И всякого шума лишается чуткий слух,
И свет уходит в свечу, погасив её,
И то, что было когда-то уделом двух,
Теряя общность, делается – ничьё.

… Скрипит половица, вздыхает бродяга Нот,
Грядут потепление, жар полудённых плит.
Не слушай море. Оно никого не ждёт.
Послушай сердце. Не зря же оно болит. 

 

Католический сочельник

 

Снег с мостовых выбривают, как пену со щёк,
Водит лопатой узбек, словно бритвой цирюльник…
Вечер укрыл под блестящим фонарным плащом
Клад переглядок, усмешек и ярких бирюлек…

Что-то, ребята, погода сегодня не та –
Что-то не балует нынче улыбкой погода:
Ветер печалит. Простуда. В костях ломота.
Году конец. Ах, какому тяжёлому году.

Ели в метели стоят, словно негры в парной,
Лунные блики тревожное небо вспороли…
… Не загадать ли, что сбудется дальше со мной?
А коли нет, так не выпить ли водочки, что ли?

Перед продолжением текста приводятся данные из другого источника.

//! Keystore type detection.

use std::fs::File;
use std::io::Read;
use std::path::Path;

use crate::models::KeystoreType;

/// Outcome of [`detect_keystore_type`].
#[derive(Debug, Clone, Copy, PartialEq, Eq)]
pub enum Detection {
    /// The extension names the type, or the file carries the JKS magic.
    Certain(KeystoreType),
    /// The first bytes fit this type but also fit other files.
    Likely(KeystoreType),
    Unknown,
}

/// Guesses a keystore's type from its extension, then from its first bytes.
///
/// Only `.jks`, `.bks`, `.p12` and `.pfx` are trusted by name. `.keystore`
/// is written as JKS or PKCS12 depending on the JDK, so it goes through the
/// content check like any other file.
pub fn detect_keystore_type(path: &Path) -> Detection {
    if let Some(store_type) = type_from_extension(path) {
        return Detection::Certain(store_type);
    }

    let mut header = [0u8; 4];
    match File::open(path).and_then(|mut file| file.read(&mut header)) {
        Ok(read) => type_from_magic(&header[..read]),
        Err(_) => Detection::Unknown,
    }
}

fn type_from_extension(path: &Path) -> Option<KeystoreType> {
    let extension = path.extension()?.to_str()?.to_lowercase();
    match extension.as_str() {
        "jks" => Some(KeystoreType::Jks),
        "bks" => Some(KeystoreType::Bks),
        "p12" | "pfx" => Some(KeystoreType::Pkcs12),
        _ => None,
    }
}

/// Detects the keystore type from its magic bytes.
fn type_from_magic(data: &[u8]) -> Detection {
    match data {
        // JKS files start with 0xFEEDFEED
        [0xFE, 0xED, 0xFE, 0xED, ..] => Detection::Certain(KeystoreType::Jks),
        // BKS files start with a big-endian format version (1 or 2)
        [0x00, 0x00, 0x00, 0x01 | 0x02, ..] => Detection::Likely(KeystoreType::Bks),
        // Any DER SEQUENCE with a long-form length, certificates and pk8 keys included
        [0x30, 0x80..=0x84, ..] => Detection::Likely(KeystoreType::Pkcs12),
        _ => Detection::Unknown,
    }
}
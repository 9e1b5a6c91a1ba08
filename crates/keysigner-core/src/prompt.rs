//! Interactive input collection and validation.
//!
//! Terminal access goes through [`Prompter`] so flows can be driven by a
//! real console or by a script in tests. Validation failures are never
//! surfaced as errors: the user is told what was wrong and asked again,
//! with no retry limit. The only way out is valid input, the quit token or
//! the end of input.

use std::io;
use std::path::Path;

use secrecy::SecretString;

use crate::error::{KeysignerError, Result};
use crate::models::{type_list, KeystoreType};

/// Visual weight of a message shown to the user.
#[derive(Debug, Clone, Copy, PartialEq, Eq)]
pub enum Tone {
    Heading,
    Info,
    Success,
    Warning,
    Error,
}

/// Line-oriented access to the user.
pub trait Prompter {
    /// Reads one line of echoed input. `Ok(None)` at end of input.
    fn read_line(&mut self, prompt: &str) -> io::Result<Option<String>>;

    /// Reads one line without echoing it. `Ok(None)` at end of input.
    fn read_secret(&mut self, prompt: &str) -> io::Result<Option<String>>;

    /// Shows a message.
    fn say(&mut self, tone: Tone, message: &str);
}

/// `q` or `x`, in any case, ends the program from any prompt.
///
/// The input is compared as given; echoed answers are trimmed before they
/// get here, passwords are not.
pub fn is_quit_token(input: &str) -> bool {
    matches!(input, "q" | "Q" | "x" | "X")
}

/// Rules for one prompted value.
#[derive(Debug, Clone, Copy)]
pub struct Field<'a> {
    prompt: &'a str,
    required: bool,
    secret: bool,
    path: bool,
    fallback: Option<&'a str>,
    min_length: usize,
}

impl<'a> Field<'a> {
    /// Required, echoed text.
    pub fn text(prompt: &'a str) -> Self {
        Self {
            prompt,
            required: true,
            secret: false,
            path: false,
            fallback: None,
            min_length: 0,
        }
    }

    /// Echoed text that may be left empty.
    pub fn optional(prompt: &'a str) -> Self {
        Self {
            required: false,
            ..Self::text(prompt)
        }
    }

    /// Hidden input of at least `min_length` characters.
    pub fn secret(prompt: &'a str, min_length: usize) -> Self {
        Self {
            secret: true,
            min_length,
            ..Self::text(prompt)
        }
    }

    /// Hidden input where an empty answer means `fallback`.
    pub fn secret_or(prompt: &'a str, fallback: &'a str, min_length: usize) -> Self {
        Self {
            fallback: Some(fallback),
            ..Self::secret(prompt, min_length)
        }
    }

    /// Existing, readable path; answered in absolute form.
    pub fn path(prompt: &'a str) -> Self {
        Self {
            path: true,
            ..Self::text(prompt)
        }
    }
}

fn too_short(min_length: usize) -> String {
    format!("Password must be at least {} characters long.", min_length)
}

/// Prompts until `field`'s rules are satisfied.
pub fn ask(prompter: &mut dyn Prompter, field: &Field<'_>) -> Result<String> {
    loop {
        if let Some(fallback) = field.fallback {
            let input = prompter
                .read_secret(field.prompt)?
                .ok_or(KeysignerError::Quit)?;
            let value = if input.is_empty() {
                fallback.to_string()
            } else {
                input
            };
            if value.chars().count() < field.min_length {
                prompter.say(Tone::Error, &too_short(field.min_length));
                continue;
            }
            return Ok(value);
        }

        let input = if field.secret {
            prompter.read_secret(field.prompt)?
        } else {
            prompter
                .read_line(field.prompt)?
                .map(|line| line.trim().to_string())
        };
        let input = input.ok_or(KeysignerError::Quit)?;

        if is_quit_token(&input) {
            return Err(KeysignerError::Quit);
        }

        if field.required && input.is_empty() {
            prompter.say(Tone::Error, "This field is required. Please enter a value.");
            continue;
        }

        if field.secret && input.chars().count() < field.min_length {
            prompter.say(Tone::Error, &too_short(field.min_length));
            continue;
        }

        if field.path && !input.is_empty() {
            let absolute = std::path::absolute(&input)?;
            if let Err(message) = check_readable(&absolute) {
                prompter.say(Tone::Error, message);
                continue;
            }
            return Ok(absolute.to_string_lossy().into_owned());
        }

        return Ok(input);
    }
}

fn check_readable(path: &Path) -> std::result::Result<(), &'static str> {
    if !path.exists() {
        return Err("Invalid path. Please enter a valid path.");
    }
    let readable = if path.is_dir() {
        std::fs::read_dir(path).is_ok()
    } else {
        std::fs::File::open(path).is_ok()
    };
    if !readable {
        return Err("Path is not accessible. Please check permissions.");
    }
    Ok(())
}

/// [`ask`] for a password, kept out of plain `String`s afterwards.
pub fn ask_secret(prompter: &mut dyn Prompter, field: &Field<'_>) -> Result<SecretString> {
    ask(prompter, field).map(SecretString::from)
}

/// Prompts for one of `allowed`, listing them after `label`.
pub fn choose_keystore_type(
    prompter: &mut dyn Prompter,
    label: &str,
    allowed: &[KeystoreType],
) -> Result<KeystoreType> {
    let prompt = format!("{} ({}): ", label, type_list(allowed));
    pick_keystore_type(prompter, &Field::text(&prompt), allowed, None)
}

/// [`choose_keystore_type`] where an empty answer takes `default`.
pub fn choose_keystore_type_or(
    prompter: &mut dyn Prompter,
    label: &str,
    allowed: &[KeystoreType],
    default: KeystoreType,
) -> Result<KeystoreType> {
    let prompt = format!("{} ({}) [default: {}]: ", label, type_list(allowed), default);
    pick_keystore_type(prompter, &Field::optional(&prompt), allowed, Some(default))
}

fn pick_keystore_type(
    prompter: &mut dyn Prompter,
    field: &Field<'_>,
    allowed: &[KeystoreType],
    default: Option<KeystoreType>,
) -> Result<KeystoreType> {
    loop {
        let answer = ask(prompter, field)?;
        if answer.is_empty() {
            if let Some(default) = default {
                return Ok(default);
            }
        }
        match answer.parse::<KeystoreType>() {
            Ok(store_type) if allowed.contains(&store_type) => return Ok(store_type),
            _ => prompter.say(Tone::Error, "Invalid keystore type. Please try again."),
        }
    }
}

/// Prompts for a migration target; the source type is never offered.
pub fn choose_destination_type(
    prompter: &mut dyn Prompter,
    source: KeystoreType,
) -> Result<KeystoreType> {
    choose_keystore_type(
        prompter,
        "Enter destination keystore type",
        &source.others(),
    )
}

/// Prompts for one of `options` (case-insensitive); answers in lowercase.
pub fn choose_option(
    prompter: &mut dyn Prompter,
    prompt: &str,
    options: &[&str],
) -> Result<String> {
    loop {
        let answer = ask(prompter, &Field::text(prompt))?.to_lowercase();
        if options.contains(&answer.as_str()) {
            return Ok(answer);
        }
        prompter.say(
            Tone::Error,
            &format!(
                "Invalid choice '{}'. Please enter one of the following: {}.",
                answer,
                options.join(", ")
            ),
        );
    }
}

/// Yes/no question; an empty answer takes `default`.
pub fn confirm(prompter: &mut dyn Prompter, prompt: &str, default: bool) -> Result<bool> {
    loop {
        let answer = ask(prompter, &Field::optional(prompt))?.to_lowercase();
        match answer.as_str() {
            "" => return Ok(default),
            "y" | "yes" | "true" | "1" => return Ok(true),
            "n" | "no" | "false" | "0" => return Ok(false),
            _ => prompter.say(Tone::Error, "Please answer y or n."),
        }
    }
}

/// Positive whole number; an empty answer takes `default`.
pub fn ask_number(prompter: &mut dyn Prompter, prompt: &str, default: u32) -> Result<u32> {
    loop {
        let answer = ask(prompter, &Field::optional(prompt))?;
        if answer.is_empty() {
            return Ok(default);
        }
        match answer.parse::<u32>() {
            Ok(value) if value > 0 => return Ok(value),
            _ => prompter.say(Tone::Error, "Please enter a positive whole number."),
        }
    }
}
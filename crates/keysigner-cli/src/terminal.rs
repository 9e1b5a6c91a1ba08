//! Console-backed [`Prompter`].

use std::io::{self, BufRead, IsTerminal};

use console::{style, Term};
use keysigner_core::prompt::{Prompter, Tone};

/// Reads answers from the terminal, or line by line from piped stdin.
pub struct TermPrompter {
    term: Term,
    interactive: bool,
}

impl TermPrompter {
    pub fn new() -> Self {
        let term = Term::stdout();
        let interactive = term.is_term() && io::stdin().is_terminal();
        Self { term, interactive }
    }

    fn show_prompt(&self, prompt: &str) -> io::Result<()> {
        self.term
            .write_str(&style(prompt).cyan().bold().to_string())?;
        self.term.flush()
    }

    fn read_piped(&self, prompt: &str) -> io::Result<Option<String>> {
        self.show_prompt(prompt)?;
        let mut line = String::new();
        if io::stdin().lock().read_line(&mut line)? == 0 {
            return Ok(None);
        }
        // Echo a newline so later output does not run into the prompt.
        self.term.write_line("")?;
        Ok(Some(line.trim_end_matches(['\n', '\r']).to_string()))
    }

    fn read_interactive(&self, prompt: &str, secure: bool) -> io::Result<Option<String>> {
        self.show_prompt(prompt)?;
        let line = if secure {
            self.term.read_secure_line()
        } else {
            self.term.read_line()
        };
        match line {
            Ok(line) => Ok(Some(line)),
            // Ctrl-C / Ctrl-D end the session like the quit token.
            Err(e) if matches!(e.kind(), io::ErrorKind::Interrupted | io::ErrorKind::UnexpectedEof) => {
                Ok(None)
            }
            Err(e) => Err(e),
        }
    }
}

impl Default for TermPrompter {
    fn default() -> Self {
        Self::new()
    }
}

impl Prompter for TermPrompter {
    fn read_line(&mut self, prompt: &str) -> io::Result<Option<String>> {
        if self.interactive {
            self.read_interactive(prompt, false)
        } else {
            self.read_piped(prompt)
        }
    }

    fn read_secret(&mut self, prompt: &str) -> io::Result<Option<String>> {
        if self.interactive {
            self.read_interactive(prompt, true)
        } else {
            self.read_piped(prompt)
        }
    }

    fn say(&mut self, tone: Tone, message: &str) {
        let styled = match tone {
            Tone::Heading => style(format!("\n{}", message)).blue(),
            Tone::Info => style(message.to_string()).blue(),
            Tone::Success => style(message.to_string()).green().bold(),
            Tone::Warning => style(message.to_string()).yellow(),
            Tone::Error => style(message.to_string()).red(),
        };
        println!("{}", styled);
    }
}

/// Printed when the user leaves with the quit token or closes stdin.
pub fn goodbye() {
    println!("\n{}", style("Exiting keySigner. Goodbye!").blue());
}
//! openssl invocations for PKCS12 and PEM conversions.

use super::{env_vars, path_arg};
use crate::command::ToolCommand;
use crate::models::{PemToPkcs12Params, Pkcs12ToPemParams};
use crate::toolchain::Toolchain;

/// Re-encodes a DER PKCS8 key (`.pk8`) as PEM, unencrypted.
pub fn pk8_to_pem(params: &PemToPkcs12Params, toolchain: &Toolchain) -> ToolCommand {
    ToolCommand::new(&toolchain.openssl)
        .args([
            "pkcs8", "-inform", "DER", "-outform", "PEM", "-nocrypt", "-in",
        ])
        .arg(path_arg(&params.private_key_path))
        .arg("-out")
        .arg(path_arg(&params.pem_key_path()))
}

/// Packs the certificate and the PEM key into a password-protected PKCS12
/// container under `alias`.
pub fn export_pkcs12(params: &PemToPkcs12Params, toolchain: &Toolchain) -> ToolCommand {
    ToolCommand::new(&toolchain.openssl)
        .args(["pkcs12", "-export", "-in"])
        .arg(path_arg(&params.certificate_path))
        .arg("-inkey")
        .arg(path_arg(&params.pem_key_path()))
        .arg("-name")
        .arg(&params.alias)
        .arg("-out")
        .arg(path_arg(&params.keystore_path()))
        .pass_phrase(
            "-password",
            env_vars::STORE_PASS,
            &params.password,
            toolchain.secret_passing,
        )
}

/// Dumps every entry of the container to one unencrypted PEM file.
pub fn pkcs12_to_pem(params: &Pkcs12ToPemParams, toolchain: &Toolchain) -> ToolCommand {
    ToolCommand::new(&toolchain.openssl)
        .args(["pkcs12", "-in"])
        .arg(path_arg(&params.p12_path))
        .arg("-out")
        .arg(path_arg(&params.pem_path()))
        .arg("-nodes")
        .pass_phrase(
            "-password",
            env_vars::STORE_PASS,
            &params.password,
            toolchain.secret_passing,
        )
}

/// Extracts the first certificate of the combined PEM.
pub fn extract_certificate(params: &Pkcs12ToPemParams, toolchain: &Toolchain) -> ToolCommand {
    ToolCommand::new(&toolchain.openssl)
        .args(["x509", "-in"])
        .arg(path_arg(&params.pem_path()))
        .arg("-out")
        .arg(path_arg(&params.certificate_path()))
        .args(["-outform", "PEM"])
}

/// Extracts the first private key of the combined PEM as DER PKCS8.
pub fn extract_private_key(params: &Pkcs12ToPemParams, toolchain: &Toolchain) -> ToolCommand {
    ToolCommand::new(&toolchain.openssl)
        .args([
            "pkcs8", "-topk8", "-inform", "PEM", "-outform", "DER", "-in",
        ])
        .arg(path_arg(&params.pem_path()))
        .arg("-out")
        .arg(path_arg(&params.private_key_path()))
        .arg("-nocrypt")
}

Где вы, друзья? В занесённой Москве – не езда.
Поодиночке встречает сочельник столица.
Где-то за тучами если и вспыхнет звезда,
От виртуальной любви непорочно дитя не родится.

 

Последняя пьеса

 

Виват драматургам! Любовь в чести,
Вот только б пройти мелодрам порог!
Поверить, что можно любовь спасти.
...
И ставит последнюю пьесу Бог...

Екатерина Муртузалиева

 

Когда последнюю пьесу поставит Бог,
Когда в финале на нас наведут ружьё,
Я вспомню всех, кого уберечь не смог,
Я брошу всё, что случайно, что не моё.

И встану к стенке – пора бы держать ответ
За то, чем клялся, за тех, перед кем молчал.
А что там после – ничто или вечный свет –
Решает тот, кто начало для всех начал.

И пусть он скажет: «Живи», или скажет: «Пли!»
Мне все едино – при людях и смерть красна.
Рождён в России – питомец  Всея Земли,
Готов уснуть. Слишком долго я жил без сна.

 

Прекрасна жизнь, и божествен свинец в груди –
И в том, и в этом достаточно мне огня...
Ты только, Господи, женщину, пощади.
Хотя не знаю, что делать ей – без меня.

 

Осенний клоун

 

Я снова иду на арену,
И вслед мне глядит, не дыша,
Заплаканный клоун осенний –
Тряпичная, в общем, душа.

И мы с ним обидно похожи,
Что взять: цирковая семья.
Он ветрен порою – я тоже,
Он верен порою – и я.

Мы оба богатство до нитки
Готовы своё промотать,
Мы оба готовы пожитки
По зову трубы собирать.

Мы оба то златы, то седы,
Судьбу подпирая плечом,
И оба мы любим беседы
С самими собой – ни о чем.

Нас ждут деревенские дивы,
И драки – до одури, в прах,
И песен нежданных мотивы
В чужих, незнакомых краях.

И пьяные в стельку ночлеги,
И посвист ветров у виска,
И страшного первого снега
Холодная в сердце тоска.

Я к черту пошлю невезенья,
Живя, и любя и греша…
Будь рядом, мой клоун осенний –
Тряпичная, в общем, душа.

 

Паломник

 

День истончал. Я шёл. Устал. Прилёг
На выжженную сумерками почву…
В окне далёком жёлтый огонёк
Уже к себе надеждою не влёк
И праздного постоя не пророчил…

…Там ждёт забор и выметенный двор,
На сеновале – ароматы прели,
Конечно – печь, поленница, топор,
Тяжёлый воздух застарелых ссор,
Коротких ласк и длинного похмелья.

Там утро ждёт, размытое, как тень,
Там ждёт пустое, скомканное слово,
Петлёй на шее – медленная лень,
Ловушка плеч покатых и колен,
И повторений постная полова…

…А здесь лишь ночь, и дуновенье крыл,
Роняющих потрёпанные перья…
И вдалеке мой огонёк остыл.
…я не дойду. Видать, недолюбил.
Я не пойду. И значит – недоверил.

 

Осень

 

То ли из старых книг, то ли из новых писем,
Где-то ажурной вязью, где-то нечётким почерком
Выписан влажный сад, в котором рябины кисти
С тёрном переплелись, как перевод с подстрочником.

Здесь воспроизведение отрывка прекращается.